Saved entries

BEGIN

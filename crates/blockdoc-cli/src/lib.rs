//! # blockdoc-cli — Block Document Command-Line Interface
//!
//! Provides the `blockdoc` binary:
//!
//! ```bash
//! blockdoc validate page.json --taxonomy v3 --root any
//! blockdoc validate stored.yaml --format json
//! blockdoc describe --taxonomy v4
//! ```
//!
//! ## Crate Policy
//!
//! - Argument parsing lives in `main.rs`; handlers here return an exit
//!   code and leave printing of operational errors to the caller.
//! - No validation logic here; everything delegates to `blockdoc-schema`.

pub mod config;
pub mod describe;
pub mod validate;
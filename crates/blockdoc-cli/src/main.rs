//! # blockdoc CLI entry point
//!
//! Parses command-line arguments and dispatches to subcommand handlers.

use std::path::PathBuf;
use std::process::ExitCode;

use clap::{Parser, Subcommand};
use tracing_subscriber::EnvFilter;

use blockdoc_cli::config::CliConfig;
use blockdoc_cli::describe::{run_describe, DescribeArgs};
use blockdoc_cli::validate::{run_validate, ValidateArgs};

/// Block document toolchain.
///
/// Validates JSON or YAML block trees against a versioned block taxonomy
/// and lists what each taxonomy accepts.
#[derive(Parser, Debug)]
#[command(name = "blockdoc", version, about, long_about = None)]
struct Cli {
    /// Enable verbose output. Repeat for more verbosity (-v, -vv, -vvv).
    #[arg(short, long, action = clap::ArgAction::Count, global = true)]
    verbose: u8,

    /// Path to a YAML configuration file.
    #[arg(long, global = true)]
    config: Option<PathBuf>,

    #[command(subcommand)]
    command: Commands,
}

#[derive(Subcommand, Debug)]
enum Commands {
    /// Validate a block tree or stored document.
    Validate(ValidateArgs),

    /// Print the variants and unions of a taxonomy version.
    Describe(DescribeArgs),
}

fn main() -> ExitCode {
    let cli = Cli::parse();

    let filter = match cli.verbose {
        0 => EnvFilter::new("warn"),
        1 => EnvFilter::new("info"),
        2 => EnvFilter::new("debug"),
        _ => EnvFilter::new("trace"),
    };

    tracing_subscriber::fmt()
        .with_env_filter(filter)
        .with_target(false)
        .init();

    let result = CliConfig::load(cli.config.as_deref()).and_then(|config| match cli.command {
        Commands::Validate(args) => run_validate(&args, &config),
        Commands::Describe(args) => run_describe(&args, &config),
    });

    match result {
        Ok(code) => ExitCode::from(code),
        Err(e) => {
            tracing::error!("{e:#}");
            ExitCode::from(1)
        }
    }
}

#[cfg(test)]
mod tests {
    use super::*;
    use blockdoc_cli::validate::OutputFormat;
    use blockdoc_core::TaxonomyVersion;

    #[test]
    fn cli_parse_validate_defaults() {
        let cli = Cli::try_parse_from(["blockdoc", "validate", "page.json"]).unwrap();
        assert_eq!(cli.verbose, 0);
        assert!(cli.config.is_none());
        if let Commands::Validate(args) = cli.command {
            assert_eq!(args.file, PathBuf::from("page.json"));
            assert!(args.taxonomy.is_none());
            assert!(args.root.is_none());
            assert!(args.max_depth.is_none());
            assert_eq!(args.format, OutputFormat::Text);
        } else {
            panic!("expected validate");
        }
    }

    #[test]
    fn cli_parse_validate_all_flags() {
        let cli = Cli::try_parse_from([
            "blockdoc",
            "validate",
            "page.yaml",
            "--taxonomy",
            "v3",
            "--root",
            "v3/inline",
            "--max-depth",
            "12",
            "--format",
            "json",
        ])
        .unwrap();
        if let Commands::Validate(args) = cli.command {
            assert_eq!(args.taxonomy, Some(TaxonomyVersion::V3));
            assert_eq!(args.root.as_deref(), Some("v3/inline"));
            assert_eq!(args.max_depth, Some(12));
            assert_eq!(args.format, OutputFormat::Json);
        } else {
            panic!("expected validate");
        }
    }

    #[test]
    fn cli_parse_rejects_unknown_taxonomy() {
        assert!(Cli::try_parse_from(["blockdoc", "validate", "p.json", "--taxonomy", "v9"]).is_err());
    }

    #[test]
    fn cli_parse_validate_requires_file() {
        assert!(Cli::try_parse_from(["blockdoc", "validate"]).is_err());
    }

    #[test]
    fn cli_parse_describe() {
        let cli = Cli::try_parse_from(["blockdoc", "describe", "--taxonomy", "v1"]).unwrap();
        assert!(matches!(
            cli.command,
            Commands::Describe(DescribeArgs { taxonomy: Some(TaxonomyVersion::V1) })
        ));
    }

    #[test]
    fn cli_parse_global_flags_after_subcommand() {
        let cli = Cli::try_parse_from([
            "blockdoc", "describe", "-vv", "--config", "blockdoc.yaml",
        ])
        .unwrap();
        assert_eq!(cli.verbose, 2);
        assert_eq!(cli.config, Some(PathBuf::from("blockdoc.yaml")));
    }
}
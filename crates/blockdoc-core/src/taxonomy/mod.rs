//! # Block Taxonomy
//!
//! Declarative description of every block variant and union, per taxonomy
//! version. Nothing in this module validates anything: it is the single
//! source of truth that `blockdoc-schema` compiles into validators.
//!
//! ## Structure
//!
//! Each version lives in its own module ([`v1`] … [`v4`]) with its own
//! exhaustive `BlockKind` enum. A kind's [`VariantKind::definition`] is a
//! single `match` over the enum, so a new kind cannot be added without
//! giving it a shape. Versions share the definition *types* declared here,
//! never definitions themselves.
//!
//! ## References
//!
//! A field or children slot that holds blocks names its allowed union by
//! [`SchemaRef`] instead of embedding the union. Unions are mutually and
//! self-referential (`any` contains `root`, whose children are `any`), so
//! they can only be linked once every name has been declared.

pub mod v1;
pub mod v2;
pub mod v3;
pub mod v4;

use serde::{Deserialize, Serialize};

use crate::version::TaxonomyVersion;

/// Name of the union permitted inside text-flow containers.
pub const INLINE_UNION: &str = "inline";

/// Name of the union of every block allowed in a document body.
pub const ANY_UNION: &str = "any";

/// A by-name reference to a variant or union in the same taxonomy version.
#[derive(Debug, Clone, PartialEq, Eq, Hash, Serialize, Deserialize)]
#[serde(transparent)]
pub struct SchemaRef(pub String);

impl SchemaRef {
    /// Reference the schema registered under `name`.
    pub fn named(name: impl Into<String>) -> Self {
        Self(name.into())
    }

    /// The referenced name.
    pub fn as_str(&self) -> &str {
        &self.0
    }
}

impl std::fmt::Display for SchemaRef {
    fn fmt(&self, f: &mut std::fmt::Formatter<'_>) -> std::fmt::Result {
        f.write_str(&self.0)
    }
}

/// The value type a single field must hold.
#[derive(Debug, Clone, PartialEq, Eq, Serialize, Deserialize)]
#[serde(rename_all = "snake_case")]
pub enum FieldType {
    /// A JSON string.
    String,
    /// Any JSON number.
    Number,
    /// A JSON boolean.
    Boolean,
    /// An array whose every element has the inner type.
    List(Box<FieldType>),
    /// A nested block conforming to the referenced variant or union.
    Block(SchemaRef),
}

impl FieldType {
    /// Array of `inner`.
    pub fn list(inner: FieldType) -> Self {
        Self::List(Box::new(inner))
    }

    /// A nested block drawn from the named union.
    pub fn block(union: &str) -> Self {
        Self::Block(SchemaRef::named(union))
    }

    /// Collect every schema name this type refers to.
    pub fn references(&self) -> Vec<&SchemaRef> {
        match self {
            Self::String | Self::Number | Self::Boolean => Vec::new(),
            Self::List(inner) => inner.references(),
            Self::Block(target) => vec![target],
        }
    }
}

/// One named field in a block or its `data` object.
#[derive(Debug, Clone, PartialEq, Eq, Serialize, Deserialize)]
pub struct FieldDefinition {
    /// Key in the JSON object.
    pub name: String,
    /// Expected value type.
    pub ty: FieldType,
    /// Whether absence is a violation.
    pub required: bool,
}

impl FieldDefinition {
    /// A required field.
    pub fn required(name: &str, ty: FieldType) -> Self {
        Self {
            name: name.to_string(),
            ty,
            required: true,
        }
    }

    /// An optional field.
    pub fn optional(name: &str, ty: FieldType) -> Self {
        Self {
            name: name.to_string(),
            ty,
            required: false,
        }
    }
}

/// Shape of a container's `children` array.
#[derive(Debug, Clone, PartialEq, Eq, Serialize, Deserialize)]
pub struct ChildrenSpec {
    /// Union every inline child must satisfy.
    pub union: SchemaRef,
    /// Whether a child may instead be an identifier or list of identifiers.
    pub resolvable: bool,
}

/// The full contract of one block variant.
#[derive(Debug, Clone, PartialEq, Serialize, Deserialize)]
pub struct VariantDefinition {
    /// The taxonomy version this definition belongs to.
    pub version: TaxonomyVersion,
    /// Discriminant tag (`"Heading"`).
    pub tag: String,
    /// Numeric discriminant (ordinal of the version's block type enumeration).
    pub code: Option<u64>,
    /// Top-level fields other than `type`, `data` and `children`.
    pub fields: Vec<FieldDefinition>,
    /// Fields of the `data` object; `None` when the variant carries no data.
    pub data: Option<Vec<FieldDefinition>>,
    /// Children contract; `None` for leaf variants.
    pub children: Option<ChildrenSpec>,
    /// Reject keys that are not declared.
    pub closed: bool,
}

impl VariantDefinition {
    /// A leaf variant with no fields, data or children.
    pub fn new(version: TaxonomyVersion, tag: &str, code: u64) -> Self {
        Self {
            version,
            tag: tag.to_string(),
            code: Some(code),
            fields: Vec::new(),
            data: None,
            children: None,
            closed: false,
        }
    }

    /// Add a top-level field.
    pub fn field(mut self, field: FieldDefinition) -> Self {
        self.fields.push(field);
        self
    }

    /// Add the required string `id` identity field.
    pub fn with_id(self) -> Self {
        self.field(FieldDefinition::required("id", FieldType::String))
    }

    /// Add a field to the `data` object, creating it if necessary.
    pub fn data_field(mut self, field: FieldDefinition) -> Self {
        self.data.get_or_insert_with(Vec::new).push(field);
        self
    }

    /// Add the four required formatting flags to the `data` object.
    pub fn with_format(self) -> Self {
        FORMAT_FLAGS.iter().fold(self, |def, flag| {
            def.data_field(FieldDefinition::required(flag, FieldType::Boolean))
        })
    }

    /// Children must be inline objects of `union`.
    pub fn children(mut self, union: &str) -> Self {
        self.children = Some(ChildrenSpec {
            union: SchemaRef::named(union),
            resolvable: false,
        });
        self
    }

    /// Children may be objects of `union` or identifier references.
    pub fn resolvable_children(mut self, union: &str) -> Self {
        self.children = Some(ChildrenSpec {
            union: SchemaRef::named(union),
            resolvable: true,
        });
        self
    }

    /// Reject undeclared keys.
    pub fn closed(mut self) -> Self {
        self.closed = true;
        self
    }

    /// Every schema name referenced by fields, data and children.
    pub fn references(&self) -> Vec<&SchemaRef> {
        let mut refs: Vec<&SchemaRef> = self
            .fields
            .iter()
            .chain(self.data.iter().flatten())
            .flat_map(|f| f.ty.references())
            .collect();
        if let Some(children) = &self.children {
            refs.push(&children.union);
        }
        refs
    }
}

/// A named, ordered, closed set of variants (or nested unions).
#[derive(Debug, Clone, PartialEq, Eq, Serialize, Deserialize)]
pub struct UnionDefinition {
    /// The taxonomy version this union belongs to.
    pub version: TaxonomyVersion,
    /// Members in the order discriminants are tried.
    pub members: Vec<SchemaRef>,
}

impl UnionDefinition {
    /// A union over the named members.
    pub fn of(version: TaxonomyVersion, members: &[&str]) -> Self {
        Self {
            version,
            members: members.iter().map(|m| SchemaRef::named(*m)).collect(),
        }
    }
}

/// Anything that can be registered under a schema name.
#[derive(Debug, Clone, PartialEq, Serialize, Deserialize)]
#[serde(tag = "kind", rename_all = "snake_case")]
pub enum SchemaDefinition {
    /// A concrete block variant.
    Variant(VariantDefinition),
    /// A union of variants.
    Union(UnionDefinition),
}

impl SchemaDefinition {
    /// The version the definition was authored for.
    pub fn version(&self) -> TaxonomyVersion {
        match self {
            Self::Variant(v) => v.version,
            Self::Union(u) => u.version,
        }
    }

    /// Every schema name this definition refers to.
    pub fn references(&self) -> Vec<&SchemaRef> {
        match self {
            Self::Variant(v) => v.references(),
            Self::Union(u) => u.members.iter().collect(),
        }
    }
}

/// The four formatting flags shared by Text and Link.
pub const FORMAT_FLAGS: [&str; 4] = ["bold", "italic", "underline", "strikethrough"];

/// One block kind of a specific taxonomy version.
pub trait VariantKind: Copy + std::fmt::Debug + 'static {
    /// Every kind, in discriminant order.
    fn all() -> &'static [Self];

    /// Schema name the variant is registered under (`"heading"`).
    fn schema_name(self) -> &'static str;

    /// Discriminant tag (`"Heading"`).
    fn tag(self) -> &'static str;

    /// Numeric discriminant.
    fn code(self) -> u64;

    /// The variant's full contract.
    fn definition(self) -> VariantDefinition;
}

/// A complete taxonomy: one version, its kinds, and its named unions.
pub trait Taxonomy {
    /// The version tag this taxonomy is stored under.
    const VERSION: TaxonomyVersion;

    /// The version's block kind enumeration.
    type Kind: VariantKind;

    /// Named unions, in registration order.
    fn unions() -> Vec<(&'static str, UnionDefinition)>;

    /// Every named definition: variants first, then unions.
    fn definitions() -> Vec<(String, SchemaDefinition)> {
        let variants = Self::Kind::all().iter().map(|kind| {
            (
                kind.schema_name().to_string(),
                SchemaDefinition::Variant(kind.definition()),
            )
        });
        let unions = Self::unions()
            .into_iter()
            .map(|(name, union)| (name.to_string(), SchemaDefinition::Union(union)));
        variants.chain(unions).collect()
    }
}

END

What you are asked to do
Starting from the first line of the records above, retype each line exactly up to and including the one that contains "tracing_subscriber::fmt()", and nothing more.

Exercise answer
filename crates/blockdoc-cli/src/lib.rs
//! # blockdoc-cli — Block Document Command-Line Interface
//!
//! Provides the `blockdoc` binary:
//!
//! ```bash
//! blockdoc validate page.json --taxonomy v3 --root any
//! blockdoc validate stored.yaml --format json
//! blockdoc describe --taxonomy v4
//! ```
//!
//! ## Crate Policy
//!
//! - Argument parsing lives in `main.rs`; handlers here return an exit
//!   code and leave printing of operational errors to the caller.
//! - No validation logic here; everything delegates to `blockdoc-schema`.

pub mod config;
pub mod describe;
pub mod validate;
filename crates/blockdoc-cli/src/main.rs
//! # blockdoc CLI entry point
//!
//! Parses command-line arguments and dispatches to subcommand handlers.

use std::path::PathBuf;
use std::process::ExitCode;

use clap::{Parser, Subcommand};
use tracing_subscriber::EnvFilter;

use blockdoc_cli::config::CliConfig;
use blockdoc_cli::describe::{run_describe, DescribeArgs};
use blockdoc_cli::validate::{run_validate, ValidateArgs};

/// Block document toolchain.
///
/// Validates JSON or YAML block trees against a versioned block taxonomy
/// and lists what each taxonomy accepts.
#[derive(Parser, Debug)]
#[command(name = "blockdoc", version, about, long_about = None)]
struct Cli {
    /// Enable verbose output. Repeat for more verbosity (-v, -vv, -vvv).
    #[arg(short, long, action = clap::ArgAction::Count, global = true)]
    verbose: u8,

    /// Path to a YAML configuration file.
    #[arg(long, global = true)]
    config: Option<PathBuf>,

    #[command(subcommand)]
    command: Commands,
}

#[derive(Subcommand, Debug)]
enum Commands {
    /// Validate a block tree or stored document.
    Validate(ValidateArgs),

    /// Print the variants and unions of a taxonomy version.
    Describe(DescribeArgs),
}

fn main() -> ExitCode {
    let cli = Cli::parse();

    let filter = match cli.verbose {
        0 => EnvFilter::new("warn"),
        1 => EnvFilter::new("info"),
        2 => EnvFilter::new("debug"),
        _ => EnvFilter::new("trace"),
    };

    tracing_subscriber::fmt()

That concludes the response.